■ **What you will do**
Only the lines holding "UPDATE" are wanted; find them in the listing and return each one.

■ **Records to process**
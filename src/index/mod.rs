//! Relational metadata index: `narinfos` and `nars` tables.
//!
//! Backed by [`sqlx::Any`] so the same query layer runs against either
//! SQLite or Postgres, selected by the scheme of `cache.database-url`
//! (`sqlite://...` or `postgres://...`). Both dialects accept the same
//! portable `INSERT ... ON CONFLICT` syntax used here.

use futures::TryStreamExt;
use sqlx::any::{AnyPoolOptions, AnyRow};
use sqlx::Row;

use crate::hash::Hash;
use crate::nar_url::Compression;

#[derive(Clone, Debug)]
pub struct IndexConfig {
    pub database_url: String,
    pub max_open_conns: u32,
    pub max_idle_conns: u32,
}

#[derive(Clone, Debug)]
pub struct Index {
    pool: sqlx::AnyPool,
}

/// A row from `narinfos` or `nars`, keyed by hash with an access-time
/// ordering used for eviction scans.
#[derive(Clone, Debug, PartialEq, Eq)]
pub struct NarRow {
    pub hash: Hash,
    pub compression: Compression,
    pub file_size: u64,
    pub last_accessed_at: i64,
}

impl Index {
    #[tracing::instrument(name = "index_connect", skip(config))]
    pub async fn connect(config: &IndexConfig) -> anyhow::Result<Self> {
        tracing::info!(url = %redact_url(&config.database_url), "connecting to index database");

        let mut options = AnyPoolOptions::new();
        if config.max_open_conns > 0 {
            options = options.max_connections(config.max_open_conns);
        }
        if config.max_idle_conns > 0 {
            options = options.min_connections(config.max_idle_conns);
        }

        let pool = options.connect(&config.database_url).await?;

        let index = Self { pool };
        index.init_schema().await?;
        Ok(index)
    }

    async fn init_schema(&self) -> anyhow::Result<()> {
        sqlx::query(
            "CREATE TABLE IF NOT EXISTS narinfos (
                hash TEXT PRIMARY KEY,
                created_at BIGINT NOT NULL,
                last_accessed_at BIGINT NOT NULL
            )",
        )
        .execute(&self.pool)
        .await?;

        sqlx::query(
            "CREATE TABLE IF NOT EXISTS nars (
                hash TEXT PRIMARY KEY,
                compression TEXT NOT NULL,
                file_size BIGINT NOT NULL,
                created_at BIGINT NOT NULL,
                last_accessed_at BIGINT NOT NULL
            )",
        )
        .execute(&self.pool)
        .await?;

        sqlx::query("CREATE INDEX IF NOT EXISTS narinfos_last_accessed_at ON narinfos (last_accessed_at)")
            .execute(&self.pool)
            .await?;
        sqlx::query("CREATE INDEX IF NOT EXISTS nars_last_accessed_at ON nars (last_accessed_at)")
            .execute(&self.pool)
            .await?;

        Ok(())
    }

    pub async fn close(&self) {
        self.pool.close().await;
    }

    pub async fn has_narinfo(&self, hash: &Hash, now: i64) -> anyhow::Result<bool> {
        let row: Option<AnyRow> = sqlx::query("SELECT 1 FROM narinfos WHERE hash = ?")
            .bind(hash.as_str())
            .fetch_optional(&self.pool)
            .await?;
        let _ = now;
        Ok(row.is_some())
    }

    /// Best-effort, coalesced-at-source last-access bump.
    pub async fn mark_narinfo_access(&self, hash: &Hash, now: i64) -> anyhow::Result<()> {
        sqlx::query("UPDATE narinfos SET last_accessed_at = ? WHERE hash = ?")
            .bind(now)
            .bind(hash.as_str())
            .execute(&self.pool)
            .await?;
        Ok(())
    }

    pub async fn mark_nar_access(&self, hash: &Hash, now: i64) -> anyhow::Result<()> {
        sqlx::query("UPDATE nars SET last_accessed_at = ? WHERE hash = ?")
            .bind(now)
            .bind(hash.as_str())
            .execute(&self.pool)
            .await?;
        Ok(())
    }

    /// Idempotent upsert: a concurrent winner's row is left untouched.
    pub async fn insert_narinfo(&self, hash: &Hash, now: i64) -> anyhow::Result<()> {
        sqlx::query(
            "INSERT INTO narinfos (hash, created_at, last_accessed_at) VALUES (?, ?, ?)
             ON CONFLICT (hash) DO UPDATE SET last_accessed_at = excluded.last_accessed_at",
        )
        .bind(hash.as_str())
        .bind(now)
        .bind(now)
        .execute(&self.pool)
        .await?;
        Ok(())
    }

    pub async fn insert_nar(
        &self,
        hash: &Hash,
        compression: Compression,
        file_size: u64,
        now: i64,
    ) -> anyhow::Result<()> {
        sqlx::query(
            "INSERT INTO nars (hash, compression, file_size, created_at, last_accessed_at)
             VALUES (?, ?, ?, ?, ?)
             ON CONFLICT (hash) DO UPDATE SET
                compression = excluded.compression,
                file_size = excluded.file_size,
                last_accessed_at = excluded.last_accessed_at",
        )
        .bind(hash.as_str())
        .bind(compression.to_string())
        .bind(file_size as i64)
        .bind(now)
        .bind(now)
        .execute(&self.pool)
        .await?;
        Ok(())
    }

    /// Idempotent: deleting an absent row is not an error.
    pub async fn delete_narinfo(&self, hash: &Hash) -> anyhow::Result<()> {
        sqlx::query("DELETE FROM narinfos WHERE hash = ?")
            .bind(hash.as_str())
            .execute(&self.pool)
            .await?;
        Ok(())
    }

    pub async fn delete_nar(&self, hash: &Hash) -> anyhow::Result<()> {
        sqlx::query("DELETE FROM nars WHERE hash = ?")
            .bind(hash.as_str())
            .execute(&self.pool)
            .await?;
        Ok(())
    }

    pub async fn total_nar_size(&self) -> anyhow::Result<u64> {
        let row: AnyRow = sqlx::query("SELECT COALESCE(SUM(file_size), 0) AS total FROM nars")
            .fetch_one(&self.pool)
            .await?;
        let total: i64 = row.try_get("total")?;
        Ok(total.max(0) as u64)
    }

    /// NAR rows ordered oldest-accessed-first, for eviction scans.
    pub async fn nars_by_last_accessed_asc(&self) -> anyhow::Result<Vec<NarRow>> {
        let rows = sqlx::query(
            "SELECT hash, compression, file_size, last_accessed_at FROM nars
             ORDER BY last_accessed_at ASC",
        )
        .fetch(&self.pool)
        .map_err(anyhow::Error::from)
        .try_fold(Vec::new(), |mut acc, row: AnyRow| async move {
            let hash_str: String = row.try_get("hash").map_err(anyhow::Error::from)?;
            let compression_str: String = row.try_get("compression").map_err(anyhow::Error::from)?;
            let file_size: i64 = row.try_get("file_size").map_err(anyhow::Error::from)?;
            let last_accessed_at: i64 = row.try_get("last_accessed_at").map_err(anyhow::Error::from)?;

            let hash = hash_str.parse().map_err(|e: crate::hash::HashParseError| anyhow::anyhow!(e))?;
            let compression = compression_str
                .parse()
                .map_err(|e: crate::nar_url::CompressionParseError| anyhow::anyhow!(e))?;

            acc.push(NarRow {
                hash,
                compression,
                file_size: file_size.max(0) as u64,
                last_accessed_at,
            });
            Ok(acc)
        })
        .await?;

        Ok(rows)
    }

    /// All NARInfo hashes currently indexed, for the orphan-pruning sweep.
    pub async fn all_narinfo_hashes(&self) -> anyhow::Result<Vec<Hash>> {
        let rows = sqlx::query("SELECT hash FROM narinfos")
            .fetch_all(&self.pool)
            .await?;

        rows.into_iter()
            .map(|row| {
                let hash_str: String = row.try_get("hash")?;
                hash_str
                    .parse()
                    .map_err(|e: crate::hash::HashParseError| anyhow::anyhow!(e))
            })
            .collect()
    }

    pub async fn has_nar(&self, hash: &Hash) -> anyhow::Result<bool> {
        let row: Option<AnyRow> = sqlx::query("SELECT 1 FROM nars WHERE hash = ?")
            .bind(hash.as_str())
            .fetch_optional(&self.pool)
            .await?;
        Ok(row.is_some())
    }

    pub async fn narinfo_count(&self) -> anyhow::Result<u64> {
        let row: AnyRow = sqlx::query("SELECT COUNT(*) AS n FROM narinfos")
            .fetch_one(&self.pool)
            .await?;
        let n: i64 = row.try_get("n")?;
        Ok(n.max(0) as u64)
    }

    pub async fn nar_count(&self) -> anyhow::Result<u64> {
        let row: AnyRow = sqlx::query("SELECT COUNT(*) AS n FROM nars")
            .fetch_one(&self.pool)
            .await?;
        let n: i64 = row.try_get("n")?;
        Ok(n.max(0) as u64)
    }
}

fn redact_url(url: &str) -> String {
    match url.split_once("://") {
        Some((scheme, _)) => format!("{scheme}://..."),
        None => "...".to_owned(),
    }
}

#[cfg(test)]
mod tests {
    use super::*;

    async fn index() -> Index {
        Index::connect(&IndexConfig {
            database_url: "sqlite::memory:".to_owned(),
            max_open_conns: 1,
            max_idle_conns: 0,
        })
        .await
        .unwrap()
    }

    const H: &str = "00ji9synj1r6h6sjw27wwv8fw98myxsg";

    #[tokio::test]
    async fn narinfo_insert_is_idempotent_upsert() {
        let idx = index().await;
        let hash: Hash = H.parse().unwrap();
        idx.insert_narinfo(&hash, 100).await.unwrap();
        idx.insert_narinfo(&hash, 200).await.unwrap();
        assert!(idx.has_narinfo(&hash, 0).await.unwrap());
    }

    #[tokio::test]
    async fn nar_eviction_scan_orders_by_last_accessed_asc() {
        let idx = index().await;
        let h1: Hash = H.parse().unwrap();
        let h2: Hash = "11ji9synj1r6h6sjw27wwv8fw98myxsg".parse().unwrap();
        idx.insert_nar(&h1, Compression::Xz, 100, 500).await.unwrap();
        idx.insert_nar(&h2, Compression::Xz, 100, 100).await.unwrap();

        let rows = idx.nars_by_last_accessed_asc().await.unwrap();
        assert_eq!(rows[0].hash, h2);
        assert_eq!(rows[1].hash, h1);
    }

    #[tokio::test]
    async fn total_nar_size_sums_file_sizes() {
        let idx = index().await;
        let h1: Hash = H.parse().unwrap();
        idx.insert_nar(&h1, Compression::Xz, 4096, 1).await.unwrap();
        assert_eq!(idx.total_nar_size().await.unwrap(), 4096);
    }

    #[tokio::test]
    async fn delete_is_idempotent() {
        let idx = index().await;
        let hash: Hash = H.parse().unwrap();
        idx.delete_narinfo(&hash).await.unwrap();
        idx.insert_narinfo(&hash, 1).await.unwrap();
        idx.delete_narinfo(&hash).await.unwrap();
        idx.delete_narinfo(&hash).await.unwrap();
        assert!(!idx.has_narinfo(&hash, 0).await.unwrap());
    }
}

■ **Response to this exercise**
        sqlx::query("UPDATE narinfos SET last_accessed_at = ? WHERE hash = ?")
        sqlx::query("UPDATE nars SET last_accessed_at = ? WHERE hash = ?")
             ON CONFLICT (hash) DO UPDATE SET last_accessed_at = excluded.last_accessed_at",
             ON CONFLICT (hash) DO UPDATE SET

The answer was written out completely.